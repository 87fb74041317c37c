use std::{collections::HashMap, env, fs, path::Path};

use crate::{errors::Error, Result};

/// Typed configuration, loaded once at startup and immutable afterwards.
#[derive(Clone, Debug)]
pub struct Config {
    pub bot_token: String,
    /// Chat id -> display name. Display names show up in cross-admin
    /// notifications ("Alice answered the question ...").
    pub admins: HashMap<i64, String>,
}

impl Config {
    pub fn load() -> Result<Self> {
        load_dotenv_if_present(Path::new(".env"));

        let bot_token = env_str("BOT_TOKEN").unwrap_or_default();
        if bot_token.trim().is_empty() {
            return Err(Error::Config(
                "BOT_TOKEN environment variable is required".to_string(),
            ));
        }

        let admins = parse_admins(env_str("ADMINS"))?;

        Ok(Self { bot_token, admins })
    }
}

/// Parse the `ADMINS` value: a JSON object of chat id -> display name, e.g.
/// `{"123456789": "Alice", "987654321": "Bob"}`.
fn parse_admins(raw: Option<String>) -> Result<HashMap<i64, String>> {
    let raw = raw
        .filter(|s| !s.trim().is_empty())
        .ok_or_else(|| Error::Config("ADMINS environment variable is required".to_string()))?;

    let map: HashMap<String, String> = serde_json::from_str(&raw).map_err(|e| {
        Error::Config(format!(
            "ADMINS must be a JSON object of chat id to display name: {e}"
        ))
    })?;

    if map.is_empty() {
        return Err(Error::Config(
            "ADMINS must contain at least one administrator".to_string(),
        ));
    }

    let mut admins = HashMap::with_capacity(map.len());
    for (key, name) in map {
        let id = key.trim().parse::<i64>().map_err(|_| {
            Error::Config(format!("ADMINS key {key:?} is not a numeric chat id"))
        })?;
        admins.insert(id, name);
    }
    Ok(admins)
}

fn env_str(key: &str) -> Option<String> {
    env::var(key).ok()
}

fn load_dotenv_if_present(path: &Path) {
    let Ok(contents) = fs::read_to_string(path) else {
        return;
    };

    for raw in contents.lines() {
        let line = raw.trim();
        if line.is_empty() || line.starts_with('#') {
            continue;
        }

        let Some((k, v)) = line.split_once('=') else {
            continue;
        };

        let key = k.trim();
        if key.is_empty() {
            continue;
        }
        if env::var_os(key).is_some() {
            continue; // do not override existing env
        }

        let mut val = v.trim().to_string();
        // Strip optional surrounding quotes.
        if val.len() >= 2
            && ((val.starts_with('"') && val.ends_with('"'))
                || (val.starts_with('\'') && val.ends_with('\'')))
        {
            val = val[1..val.len() - 1].to_string();
        }

        env::set_var(key, val);
    }
}

#[cfg(test)]
mod tests {
    use super::*;

    #[test]
    fn parses_admins_json_object() {
        let admins =
            parse_admins(Some(r#"{"111": "Alice", "222": "Bob"}"#.to_string())).unwrap();
        assert_eq!(admins.len(), 2);
        assert_eq!(admins.get(&111).map(String::as_str), Some("Alice"));
        assert_eq!(admins.get(&222).map(String::as_str), Some("Bob"));
    }

    #[test]
    fn rejects_missing_or_empty_admins() {
        assert!(matches!(parse_admins(None), Err(Error::Config(_))));
        assert!(matches!(
            parse_admins(Some("   ".to_string())),
            Err(Error::Config(_))
        ));
        assert!(matches!(
            parse_admins(Some("{}".to_string())),
            Err(Error::Config(_))
        ));
    }

    #[test]
    fn rejects_non_numeric_admin_ids() {
        let err = parse_admins(Some(r#"{"alice": "Alice"}"#.to_string())).unwrap_err();
        assert!(matches!(err, Error::Config(_)));
    }

    #[test]
    fn rejects_malformed_admins_json() {
        assert!(matches!(
            parse_admins(Some("[1, 2, 3]".to_string())),
            Err(Error::Config(_))
        ));
        assert!(matches!(
            parse_admins(Some("not json".to_string())),
            Err(Error::Config(_))
        ));
    }
}
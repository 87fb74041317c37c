//! Core domain + application logic for the support relay bot.
//!
//! This crate is intentionally framework-agnostic. Telegram lives behind the
//! messaging port (trait) implemented in the adapter crate.

pub mod admins;
pub mod config;
pub mod domain;
pub mod errors;
pub mod history;
pub mod logging;
pub mod messaging;
pub mod relay;

pub use errors::{Error, Result};
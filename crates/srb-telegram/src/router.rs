use std::sync::Arc;

use teloxide::{dispatching::Dispatcher, dptree, prelude::*};

use srb_core::{config::Config, messaging::port::MessagingPort, relay::Relay};

use crate::handlers;
use crate::TelegramMessenger;

#[derive(Clone)]
pub struct AppState {
    pub cfg: Arc<Config>,
    pub relay: Arc<Relay>,
    pub messenger: Arc<dyn MessagingPort>,
}

pub async fn run_polling(cfg: Arc<Config>, relay: Arc<Relay>) -> anyhow::Result<()> {
    let bot = Bot::new(cfg.bot_token.clone());

    // Basic startup info.
    if let Ok(me) = bot.get_me().await {
        println!("srb started: @{}", me.username());
    }
    println!("Admins configured: {}", relay.admins().len());

    let messenger: Arc<dyn MessagingPort> = Arc::new(TelegramMessenger::new(bot.clone()));

    let state = Arc::new(AppState {
        cfg,
        relay,
        messenger,
    });

    let handler = Update::filter_message().endpoint(handlers::handle_message);

    Dispatcher::builder(bot, handler)
        .dependencies(dptree::deps![state])
        .build()
        .dispatch()
        .await;

    Ok(())
}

## Work to complete
Write the number of lines in the listing above that contain the word "trim". No other text should appear.

## Answer for the task
6